Ce matin, T. a rencontré notre concierge et lui a dit notre gêne. À quoi il a répondu qu’il connaissait bien les concierges de cet immeuble, qu’il le leur dirait. Et ce soir, T. vient de m’annoncer au téléphone qu’il n’y a plus de clochette sur la terrasse du 5e ! Comme quoi, parfois, il suffit de demander…
Dans le train, avant de m’endormir, je retraverse Songes de Mevlido, y trouve encore à glaner. Si je continue comme ça, ce n’est pas de trente minutes dont j’aurai besoin, mais de trois heures. Or tout l’art, pour les colloques, c’est de faire tenir en trente minutes ce qui pourrait à peine s’exprimer en trois heures… Et d’abandonner beaucoup en notes de bas de page (parfois publiables). En évitant aussi de simplifier trop.
Vous connaissiez gogole.fr ? Essayez, vous verrez, ça marche très bien.

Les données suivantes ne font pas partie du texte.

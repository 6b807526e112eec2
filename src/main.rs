mod app;
mod config;
mod logging;

use clap::{Parser, Subcommand};
use color_eyre::Result;
use std::path::PathBuf;

#[derive(Parser, Debug)]
#[command(name = "coursesync")]
#[command(about = "Offline-first cache for learning platform course modules")]
#[command(version)]
struct Args {
  /// Path to config file (default: $XDG_CONFIG_HOME/coursesync/config.yaml)
  #[arg(short, long)]
  config: Option<PathBuf>,

  #[command(subcommand)]
  command: Command,
}

#[derive(Subcommand, Debug)]
pub enum Command {
  /// List a course's modules and their items
  Modules {
    course: String,
    /// Ignore the cache TTL and fetch now
    #[arg(short, long)]
    force: bool,
  },
  /// Show one module item
  Item {
    course: String,
    module: String,
    item: String,
    #[arg(short, long)]
    force: bool,
  },
  /// Mark a module item as done
  Done {
    course: String,
    module: String,
    item: String,
  },
  /// Show when a cache key was last refreshed
  Status { key: String },
  /// Force the next read of a cache key to hit the network
  Invalidate {
    /// Cache key, or key prefix with --prefix
    #[arg(required_unless_present = "all")]
    key: Option<String>,
    #[arg(long, conflicts_with = "all")]
    prefix: bool,
    #[arg(long)]
    all: bool,
  },
  /// Refresh a course periodically and print a module's items when they change
  Watch {
    course: String,
    module: String,
    /// Seconds between refreshes
    #[arg(short, long, default_value_t = 300)]
    interval: u64,
  },
  /// Delete all cached data
  Logout,
}

#[tokio::main]
async fn main() -> Result<()> {
  color_eyre::install()?;

  let args = Args::parse();

  // Load configuration
  let config = config::Config::load(args.config.as_deref())?;
  let _guard = logging::init(&config.log_dir()?, &config.log.level)?;

  let app = app::App::new(&config)?;
  app.run(args.command).await?;

  Ok(())
}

Ça veut dire que pour éviter tout problème, Google a aussi acheté le nom de domaine gogole… et glooge aussi.
Tags : Volodine Antoine
Publié dans le JLR
pour les cloches, c’est quand même mieux que le fusil de chasse ! chaque retour du Japon, c’est la cessation de politesse qui m’a frappé…
pour gogole @ co, tu devrais certainement acheter aussi le nom de domaine journal élitéraculaire
pour Mevlido : pense qu’on peut diffuser les 3 heures et toutes les notes de bas de page en complément de ton intervention colloque… ?!
et dire qu’ on a fantasmé sur la fée clochette !
Si je puis me permettre une petite remarque culturelle quant à la fée clochette… Celle de tes voisins n’était de toute façon plus de saison… alors, c’est bien fait pour eux.
Quant à la mienne, de clochette, je ne me prive pas de la remettre dès l’été venu… (la rentrant juste par grand vent) et au coeur de la moiteur étouffante, le léger tintement, par moments, en est bien agréable… c’est d’ailleurs une de ces traces saisonnières de la culture « haïkiste »… qui se perd… vu qu’il y a « de moins en moins de saison », mon bon ! enfin, malgré tout, encore un peu plus au Japon qu’en France (en tout cas qu’à Paris)…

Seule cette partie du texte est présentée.